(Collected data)
=== Begin Enclosure ===

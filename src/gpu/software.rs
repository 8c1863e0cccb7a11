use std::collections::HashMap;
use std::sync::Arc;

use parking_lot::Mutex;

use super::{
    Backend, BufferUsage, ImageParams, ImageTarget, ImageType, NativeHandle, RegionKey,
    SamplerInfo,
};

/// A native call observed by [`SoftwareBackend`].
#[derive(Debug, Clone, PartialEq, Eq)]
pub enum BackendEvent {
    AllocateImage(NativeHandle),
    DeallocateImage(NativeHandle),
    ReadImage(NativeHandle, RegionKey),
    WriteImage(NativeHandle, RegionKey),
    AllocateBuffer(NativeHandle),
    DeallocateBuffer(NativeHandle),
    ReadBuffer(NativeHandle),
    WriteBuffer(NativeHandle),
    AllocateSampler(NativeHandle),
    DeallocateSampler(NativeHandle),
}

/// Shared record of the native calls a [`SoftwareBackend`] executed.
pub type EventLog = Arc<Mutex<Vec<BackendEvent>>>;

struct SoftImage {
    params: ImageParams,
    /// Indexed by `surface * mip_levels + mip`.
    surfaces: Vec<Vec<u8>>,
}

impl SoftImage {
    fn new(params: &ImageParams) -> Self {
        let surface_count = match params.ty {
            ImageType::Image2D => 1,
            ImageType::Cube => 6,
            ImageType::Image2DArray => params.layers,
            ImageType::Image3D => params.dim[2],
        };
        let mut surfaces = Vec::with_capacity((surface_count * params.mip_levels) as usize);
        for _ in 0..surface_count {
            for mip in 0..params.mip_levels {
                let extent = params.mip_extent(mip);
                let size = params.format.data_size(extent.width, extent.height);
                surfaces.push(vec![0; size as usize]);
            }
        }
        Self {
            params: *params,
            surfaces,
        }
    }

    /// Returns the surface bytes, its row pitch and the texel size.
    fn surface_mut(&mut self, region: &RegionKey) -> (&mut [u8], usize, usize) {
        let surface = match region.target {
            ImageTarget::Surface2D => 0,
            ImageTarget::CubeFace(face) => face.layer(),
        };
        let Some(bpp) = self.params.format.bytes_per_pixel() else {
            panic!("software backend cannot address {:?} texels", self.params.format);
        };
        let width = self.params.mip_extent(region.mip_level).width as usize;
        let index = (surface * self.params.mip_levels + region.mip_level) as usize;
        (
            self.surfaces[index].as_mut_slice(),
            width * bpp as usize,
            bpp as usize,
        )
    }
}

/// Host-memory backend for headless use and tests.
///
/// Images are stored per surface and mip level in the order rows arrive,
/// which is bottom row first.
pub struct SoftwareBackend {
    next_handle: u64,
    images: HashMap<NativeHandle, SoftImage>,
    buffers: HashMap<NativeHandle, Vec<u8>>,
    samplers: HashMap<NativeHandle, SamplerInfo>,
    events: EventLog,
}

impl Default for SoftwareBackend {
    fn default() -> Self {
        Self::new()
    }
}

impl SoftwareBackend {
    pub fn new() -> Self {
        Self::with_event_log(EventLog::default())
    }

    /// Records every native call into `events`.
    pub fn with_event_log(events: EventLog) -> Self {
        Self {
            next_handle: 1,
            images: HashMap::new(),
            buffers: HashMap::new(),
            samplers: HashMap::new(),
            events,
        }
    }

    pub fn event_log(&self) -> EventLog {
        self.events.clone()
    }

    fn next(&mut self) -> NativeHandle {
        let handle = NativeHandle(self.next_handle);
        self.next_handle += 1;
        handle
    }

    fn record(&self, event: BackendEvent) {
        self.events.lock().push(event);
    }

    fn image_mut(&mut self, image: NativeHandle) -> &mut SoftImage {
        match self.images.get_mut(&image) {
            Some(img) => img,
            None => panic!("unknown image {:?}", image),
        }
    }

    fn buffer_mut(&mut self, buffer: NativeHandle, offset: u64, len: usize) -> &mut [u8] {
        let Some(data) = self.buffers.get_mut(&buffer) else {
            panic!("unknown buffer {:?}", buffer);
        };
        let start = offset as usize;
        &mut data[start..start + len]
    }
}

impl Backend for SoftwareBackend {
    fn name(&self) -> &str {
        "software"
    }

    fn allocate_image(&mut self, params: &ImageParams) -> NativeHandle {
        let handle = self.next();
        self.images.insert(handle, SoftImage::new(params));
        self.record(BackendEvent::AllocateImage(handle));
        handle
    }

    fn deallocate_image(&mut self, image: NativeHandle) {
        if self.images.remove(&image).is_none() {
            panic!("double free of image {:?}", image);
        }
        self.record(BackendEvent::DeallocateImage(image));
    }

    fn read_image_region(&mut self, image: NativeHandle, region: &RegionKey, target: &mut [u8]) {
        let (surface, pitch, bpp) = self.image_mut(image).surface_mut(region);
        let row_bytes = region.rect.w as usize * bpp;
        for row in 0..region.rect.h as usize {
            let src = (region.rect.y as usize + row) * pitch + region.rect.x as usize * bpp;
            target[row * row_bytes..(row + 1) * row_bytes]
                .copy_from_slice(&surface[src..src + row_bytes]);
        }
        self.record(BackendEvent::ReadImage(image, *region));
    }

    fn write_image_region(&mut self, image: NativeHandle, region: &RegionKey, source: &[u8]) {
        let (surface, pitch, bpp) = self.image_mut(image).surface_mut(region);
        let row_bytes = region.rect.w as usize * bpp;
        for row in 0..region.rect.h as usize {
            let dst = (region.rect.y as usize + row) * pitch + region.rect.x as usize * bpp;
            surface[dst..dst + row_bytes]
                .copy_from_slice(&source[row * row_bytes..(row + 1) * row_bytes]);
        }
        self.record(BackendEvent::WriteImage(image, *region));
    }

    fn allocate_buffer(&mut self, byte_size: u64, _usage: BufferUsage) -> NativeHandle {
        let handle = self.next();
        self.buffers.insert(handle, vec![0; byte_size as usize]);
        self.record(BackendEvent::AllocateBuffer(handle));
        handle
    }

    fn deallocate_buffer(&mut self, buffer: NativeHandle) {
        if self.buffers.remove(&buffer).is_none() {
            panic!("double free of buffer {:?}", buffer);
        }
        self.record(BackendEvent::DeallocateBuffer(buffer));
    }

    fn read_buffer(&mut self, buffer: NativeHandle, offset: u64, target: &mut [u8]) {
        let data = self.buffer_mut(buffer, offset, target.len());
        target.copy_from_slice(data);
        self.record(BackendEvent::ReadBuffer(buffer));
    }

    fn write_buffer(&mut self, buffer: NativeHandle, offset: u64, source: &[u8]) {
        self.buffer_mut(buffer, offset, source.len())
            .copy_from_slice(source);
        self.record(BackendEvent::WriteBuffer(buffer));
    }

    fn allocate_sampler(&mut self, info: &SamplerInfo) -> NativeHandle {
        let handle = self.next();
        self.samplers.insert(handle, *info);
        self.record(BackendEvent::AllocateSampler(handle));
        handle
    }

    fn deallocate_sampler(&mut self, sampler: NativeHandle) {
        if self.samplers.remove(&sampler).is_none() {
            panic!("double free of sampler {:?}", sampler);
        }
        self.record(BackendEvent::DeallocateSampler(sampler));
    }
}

=== End Enclosure ===

### Your instructions
Go through the entries above and write each one out exactly.

### Output below
filename src/gpu/software.rs
repository 8c1863e0cccb7a11
use std::collections::HashMap;
use std::sync::Arc;

use parking_lot::Mutex;

use super::{
    Backend, BufferUsage, ImageParams, ImageTarget, ImageType, NativeHandle, RegionKey,
    SamplerInfo,
};

/// A native call observed by [`SoftwareBackend`].
#[derive(Debug, Clone, PartialEq, Eq)]
pub enum BackendEvent {
    AllocateImage(NativeHandle),
    DeallocateImage(NativeHandle),
    ReadImage(NativeHandle, RegionKey),
    WriteImage(NativeHandle, RegionKey),
    AllocateBuffer(NativeHandle),
    DeallocateBuffer(NativeHandle),
    ReadBuffer(NativeHandle),
    WriteBuffer(NativeHandle),
    AllocateSampler(NativeHandle),
    DeallocateSampler(NativeHandle),
}

/// Shared record of the native calls a [`SoftwareBackend`] executed.
pub type EventLog = Arc<Mutex<Vec<BackendEvent>>>;

struct SoftImage {
    params: ImageParams,
    /// Indexed by `surface * mip_levels + mip`.
    surfaces: Vec<Vec<u8>>,
}

impl SoftImage {
    fn new(params: &ImageParams) -> Self {
        let surface_count = match params.ty {
            ImageType::Image2D => 1,
            ImageType::Cube => 6,
            ImageType::Image2DArray => params.layers,
            ImageType::Image3D => params.dim[2],
        };
        let mut surfaces = Vec::with_capacity((surface_count * params.mip_levels) as usize);
        for _ in 0..surface_count {
            for mip in 0..params.mip_levels {
                let extent = params.mip_extent(mip);
                let size = params.format.data_size(extent.width, extent.height);
                surfaces.push(vec![0; size as usize]);
            }
        }
        Self {
            params: *params,
            surfaces,
        }
    }

    /// Returns the surface bytes, its row pitch and the texel size.
    fn surface_mut(&mut self, region: &RegionKey) -> (&mut [u8], usize, usize) {
        let surface = match region.target {
            ImageTarget::Surface2D => 0,
            ImageTarget::CubeFace(face) => face.layer(),
        };
        let Some(bpp) = self.params.format.bytes_per_pixel() else {
            panic!("software backend cannot address {:?} texels", self.params.format);
        };
        let width = self.params.mip_extent(region.mip_level).width as usize;
        let index = (surface * self.params.mip_levels + region.mip_level) as usize;
        (
            self.surfaces[index].as_mut_slice(),
            width * bpp as usize,
            bpp as usize,
        )
    }
}

/// Host-memory backend for headless use and tests.
///
/// Images are stored per surface and mip level in the order rows arrive,
/// which is bottom row first.
pub struct SoftwareBackend {
    next_handle: u64,
    images: HashMap<NativeHandle, SoftImage>,
    buffers: HashMap<NativeHandle, Vec<u8>>,
    samplers: HashMap<NativeHandle, SamplerInfo>,
    events: EventLog,
}

impl Default for SoftwareBackend {
    fn default() -> Self {
        Self::new()
    }
}

impl SoftwareBackend {
    pub fn new() -> Self {
        Self::with_event_log(EventLog::default())
    }

    /// Records every native call into `events`.
    pub fn with_event_log(events: EventLog) -> Self {
        Self {
            next_handle: 1,
            images: HashMap::new(),
            buffers: HashMap::new(),
            samplers: HashMap::new(),
            events,
        }
    }

    pub fn event_log(&self) -> EventLog {
        self.events.clone()
    }

    fn next(&mut self) -> NativeHandle {
        let handle = NativeHandle(self.next_handle);
        self.next_handle += 1;
        handle
    }

    fn record(&self, event: BackendEvent) {
        self.events.lock().push(event);
    }

    fn image_mut(&mut self, image: NativeHandle) -> &mut SoftImage {
        match self.images.get_mut(&image) {
            Some(img) => img,
            None => panic!("unknown image {:?}", image),
        }
    }

    fn buffer_mut(&mut self, buffer: NativeHandle, offset: u64, len: usize) -> &mut [u8] {
        let Some(data) = self.buffers.get_mut(&buffer) else {
            panic!("unknown buffer {:?}", buffer);
        };
        let start = offset as usize;
        &mut data[start..start + len]
    }
}

impl Backend for SoftwareBackend {
    fn name(&self) -> &str {
        "software"
    }

    fn allocate_image(&mut self, params: &ImageParams) -> NativeHandle {
        let handle = self.next();
        self.images.insert(handle, SoftImage::new(params));
        self.record(BackendEvent::AllocateImage(handle));
        handle
    }

    fn deallocate_image(&mut self, image: NativeHandle) {
        if self.images.remove(&image).is_none() {
            panic!("double free of image {:?}", image);
        }
        self.record(BackendEvent::DeallocateImage(image));
    }

    fn read_image_region(&mut self, image: NativeHandle, region: &RegionKey, target: &mut [u8]) {
        let (surface, pitch, bpp) = self.image_mut(image).surface_mut(region);
        let row_bytes = region.rect.w as usize * bpp;
        for row in 0..region.rect.h as usize {
            let src = (region.rect.y as usize + row) * pitch + region.rect.x as usize * bpp;
            target[row * row_bytes..(row + 1) * row_bytes]
                .copy_from_slice(&surface[src..src + row_bytes]);
        }
        self.record(BackendEvent::ReadImage(image, *region));
    }

    fn write_image_region(&mut self, image: NativeHandle, region: &RegionKey, source: &[u8]) {
        let (surface, pitch, bpp) = self.image_mut(image).surface_mut(region);
        let row_bytes = region.rect.w as usize * bpp;
        for row in 0..region.rect.h as usize {
            let dst = (region.rect.y as usize + row) * pitch + region.rect.x as usize * bpp;
            surface[dst..dst + row_bytes]
                .copy_from_slice(&source[row * row_bytes..(row + 1) * row_bytes]);
        }
        self.record(BackendEvent::WriteImage(image, *region));
    }

    fn allocate_buffer(&mut self, byte_size: u64, _usage: BufferUsage) -> NativeHandle {
        let handle = self.next();
        self.buffers.insert(handle, vec![0; byte_size as usize]);
        self.record(BackendEvent::AllocateBuffer(handle));
        handle
    }

    fn deallocate_buffer(&mut self, buffer: NativeHandle) {
        if self.buffers.remove(&buffer).is_none() {
            panic!("double free of buffer {:?}", buffer);
        }
        self.record(BackendEvent::DeallocateBuffer(buffer));
    }

    fn read_buffer(&mut self, buffer: NativeHandle, offset: u64, target: &mut [u8]) {
        let data = self.buffer_mut(buffer, offset, target.len());
        target.copy_from_slice(data);
        self.record(BackendEvent::ReadBuffer(buffer));
    }

    fn write_buffer(&mut self, buffer: NativeHandle, offset: u64, source: &[u8]) {
        self.buffer_mut(buffer, offset, source.len())
            .copy_from_slice(source);
        self.record(BackendEvent::WriteBuffer(buffer));
    }

    fn allocate_sampler(&mut self, info: &SamplerInfo) -> NativeHandle {
        let handle = self.next();
        self.samplers.insert(handle, *info);
        self.record(BackendEvent::AllocateSampler(handle));
        handle
    }

    fn deallocate_sampler(&mut self, sampler: NativeHandle) {
        if self.samplers.remove(&sampler).is_none() {
            panic!("double free of sampler {:?}", sampler);
        }
        self.record(BackendEvent::DeallocateSampler(sampler));
    }
}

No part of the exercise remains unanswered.